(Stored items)

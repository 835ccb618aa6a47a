//! Runtime configuration from environment variables.
//!
//! - `QUEEN_BOARD_SIZE`: start directly on this board size instead of asking
//! - `QUEEN_SEED`: RNG seed for block/queen placement (default: clock-derived)
//! - `QUEEN_ASCII`: set to "1" or "true" to draw the queen as `Q`
//! - `QUEEN_LOG_PATH`: append log output to this file (logging is off otherwise)
//! - `QUEEN_LOG`: `env_logger` filter string (default: "info")

use std::path::PathBuf;
use std::time::{SystemTime, UNIX_EPOCH};

use crate::core::BoardSize;

const DEFAULT_LOG_FILTER: &str = "info";

#[derive(Debug, Clone, PartialEq, Eq)]
pub struct AppConfig {
    pub board_size: Option<BoardSize>,
    pub seed: u32,
    pub ascii_queen: bool,
    pub log_path: Option<PathBuf>,
    pub log_filter: String,
    /// Problems found while reading the environment.
    ///
    /// Collected here because the logger is configured from this struct and
    /// cannot be running yet.
    pub warnings: Vec<String>,
}

impl Default for AppConfig {
    fn default() -> Self {
        Self {
            board_size: None,
            seed: time_seed(),
            ascii_queen: false,
            log_path: None,
            log_filter: DEFAULT_LOG_FILTER.to_string(),
            warnings: Vec::new(),
        }
    }
}

impl AppConfig {
    /// Create from environment variables
    pub fn from_env() -> Self {
        Self::from_lookup(|key| std::env::var(key).ok())
    }

    /// Create from any key lookup; invalid values fall back to defaults.
    pub fn from_lookup(get: impl Fn(&str) -> Option<String>) -> Self {
        let mut config = Self::default();
        let non_empty = |key: &str| {
            get(key)
                .map(|s| s.trim().to_string())
                .filter(|s| !s.is_empty())
        };

        if let Some(raw) = non_empty("QUEEN_BOARD_SIZE") {
            match BoardSize::parse(&raw) {
                Ok(size) => config.board_size = Some(size),
                Err(err) => config
                    .warnings
                    .push(format!("ignoring QUEEN_BOARD_SIZE={raw:?}: {err}")),
            }
        }

        if let Some(raw) = non_empty("QUEEN_SEED") {
            match raw.parse::<u32>() {
                Ok(seed) => config.seed = seed,
                Err(err) => config
                    .warnings
                    .push(format!("ignoring QUEEN_SEED={raw:?}: {err}")),
            }
        }

        config.ascii_queen = non_empty("QUEEN_ASCII")
            .map(|v| v == "1" || v.eq_ignore_ascii_case("true"))
            .unwrap_or(false);

        config.log_path = non_empty("QUEEN_LOG_PATH").map(PathBuf::from);

        if let Some(filter) = non_empty("QUEEN_LOG") {
            config.log_filter = filter;
        }

        config
    }
}

fn time_seed() -> u32 {
    SystemTime::now()
        .duration_since(UNIX_EPOCH)
        .map(|d| d.subsec_nanos() ^ d.as_secs() as u32)
        .unwrap_or(1)
}

#[cfg(test)]
mod tests {
    use super::*;
    use std::collections::HashMap;

    fn lookup(pairs: &[(&str, &str)]) -> impl Fn(&str) -> Option<String> {
        let map: HashMap<String, String> = pairs
            .iter()
            .map(|(k, v)| (k.to_string(), v.to_string()))
            .collect();
        move |key: &str| map.get(key).cloned()
    }

    #[test]
    fn empty_environment_uses_defaults() {
        let config = AppConfig::from_lookup(lookup(&[]));
        assert_eq!(config.board_size, None);
        assert!(!config.ascii_queen);
        assert_eq!(config.log_path, None);
        assert_eq!(config.log_filter, "info");
        assert!(config.warnings.is_empty());
    }

    #[test]
    fn reads_all_variables() {
        let config = AppConfig::from_lookup(lookup(&[
            ("QUEEN_BOARD_SIZE", " 12 "),
            ("QUEEN_SEED", "77"),
            ("QUEEN_ASCII", "TRUE"),
            ("QUEEN_LOG_PATH", "/tmp/queen.log"),
            ("QUEEN_LOG", "debug"),
        ]));
        assert_eq!(config.board_size, Some(BoardSize::new(12).unwrap()));
        assert_eq!(config.seed, 77);
        assert!(config.ascii_queen);
        assert_eq!(config.log_path, Some(PathBuf::from("/tmp/queen.log")));
        assert_eq!(config.log_filter, "debug");
    }

    #[test]
    fn invalid_values_become_warnings() {
        let config = AppConfig::from_lookup(lookup(&[
            ("QUEEN_BOARD_SIZE", "30"),
            ("QUEEN_SEED", "-1"),
            ("QUEEN_LOG_PATH", "   "),
        ]));
        assert_eq!(config.board_size, None);
        assert_eq!(config.log_path, None);
        assert_eq!(config.warnings.len(), 2);
        assert!(config.warnings[0].contains("QUEEN_BOARD_SIZE"));
        assert!(config.warnings[1].contains("QUEEN_SEED"));
    }
}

Task objective:
An exact copy of all the entries is what's needed; write it out.

The completed task:
repository 835ccb618aa6a47a
//! Runtime configuration from environment variables.
//!
//! - `QUEEN_BOARD_SIZE`: start directly on this board size instead of asking
//! - `QUEEN_SEED`: RNG seed for block/queen placement (default: clock-derived)
//! - `QUEEN_ASCII`: set to "1" or "true" to draw the queen as `Q`
//! - `QUEEN_LOG_PATH`: append log output to this file (logging is off otherwise)
//! - `QUEEN_LOG`: `env_logger` filter string (default: "info")

use std::path::PathBuf;
use std::time::{SystemTime, UNIX_EPOCH};

use crate::core::BoardSize;

const DEFAULT_LOG_FILTER: &str = "info";

#[derive(Debug, Clone, PartialEq, Eq)]
pub struct AppConfig {
    pub board_size: Option<BoardSize>,
    pub seed: u32,
    pub ascii_queen: bool,
    pub log_path: Option<PathBuf>,
    pub log_filter: String,
    /// Problems found while reading the environment.
    ///
    /// Collected here because the logger is configured from this struct and
    /// cannot be running yet.
    pub warnings: Vec<String>,
}

impl Default for AppConfig {
    fn default() -> Self {
        Self {
            board_size: None,
            seed: time_seed(),
            ascii_queen: false,
            log_path: None,
            log_filter: DEFAULT_LOG_FILTER.to_string(),
            warnings: Vec::new(),
        }
    }
}

impl AppConfig {
    /// Create from environment variables
    pub fn from_env() -> Self {
        Self::from_lookup(|key| std::env::var(key).ok())
    }

    /// Create from any key lookup; invalid values fall back to defaults.
    pub fn from_lookup(get: impl Fn(&str) -> Option<String>) -> Self {
        let mut config = Self::default();
        let non_empty = |key: &str| {
            get(key)
                .map(|s| s.trim().to_string())
                .filter(|s| !s.is_empty())
        };

        if let Some(raw) = non_empty("QUEEN_BOARD_SIZE") {
            match BoardSize::parse(&raw) {
                Ok(size) => config.board_size = Some(size),
                Err(err) => config
                    .warnings
                    .push(format!("ignoring QUEEN_BOARD_SIZE={raw:?}: {err}")),
            }
        }

        if let Some(raw) = non_empty("QUEEN_SEED") {
            match raw.parse::<u32>() {
                Ok(seed) => config.seed = seed,
                Err(err) => config
                    .warnings
                    .push(format!("ignoring QUEEN_SEED={raw:?}: {err}")),
            }
        }

        config.ascii_queen = non_empty("QUEEN_ASCII")
            .map(|v| v == "1" || v.eq_ignore_ascii_case("true"))
            .unwrap_or(false);

        config.log_path = non_empty("QUEEN_LOG_PATH").map(PathBuf::from);

        if let Some(filter) = non_empty("QUEEN_LOG") {
            config.log_filter = filter;
        }

        config
    }
}

fn time_seed() -> u32 {
    SystemTime::now()
        .duration_since(UNIX_EPOCH)
        .map(|d| d.subsec_nanos() ^ d.as_secs() as u32)
        .unwrap_or(1)
}

#[cfg(test)]
mod tests {
    use super::*;
    use std::collections::HashMap;

    fn lookup(pairs: &[(&str, &str)]) -> impl Fn(&str) -> Option<String> {
        let map: HashMap<String, String> = pairs
            .iter()
            .map(|(k, v)| (k.to_string(), v.to_string()))
            .collect();
        move |key: &str| map.get(key).cloned()
    }

    #[test]
    fn empty_environment_uses_defaults() {
        let config = AppConfig::from_lookup(lookup(&[]));
        assert_eq!(config.board_size, None);
        assert!(!config.ascii_queen);
        assert_eq!(config.log_path, None);
        assert_eq!(config.log_filter, "info");
        assert!(config.warnings.is_empty());
    }

    #[test]
    fn reads_all_variables() {
        let config = AppConfig::from_lookup(lookup(&[
            ("QUEEN_BOARD_SIZE", " 12 "),
            ("QUEEN_SEED", "77"),
            ("QUEEN_ASCII", "TRUE"),
            ("QUEEN_LOG_PATH", "/tmp/queen.log"),
            ("QUEEN_LOG", "debug"),
        ]));
        assert_eq!(config.board_size, Some(BoardSize::new(12).unwrap()));
        assert_eq!(config.seed, 77);
        assert!(config.ascii_queen);
        assert_eq!(config.log_path, Some(PathBuf::from("/tmp/queen.log")));
        assert_eq!(config.log_filter, "debug");
    }

    #[test]
    fn invalid_values_become_warnings() {
        let config = AppConfig::from_lookup(lookup(&[
            ("QUEEN_BOARD_SIZE", "30"),
            ("QUEEN_SEED", "-1"),
            ("QUEEN_LOG_PATH", "   "),
        ]));
        assert_eq!(config.board_size, None);
        assert_eq!(config.log_path, None);
        assert_eq!(config.warnings.len(), 2);
        assert!(config.warnings[0].contains("QUEEN_BOARD_SIZE"));
        assert!(config.warnings[1].contains("QUEEN_SEED"));
    }
}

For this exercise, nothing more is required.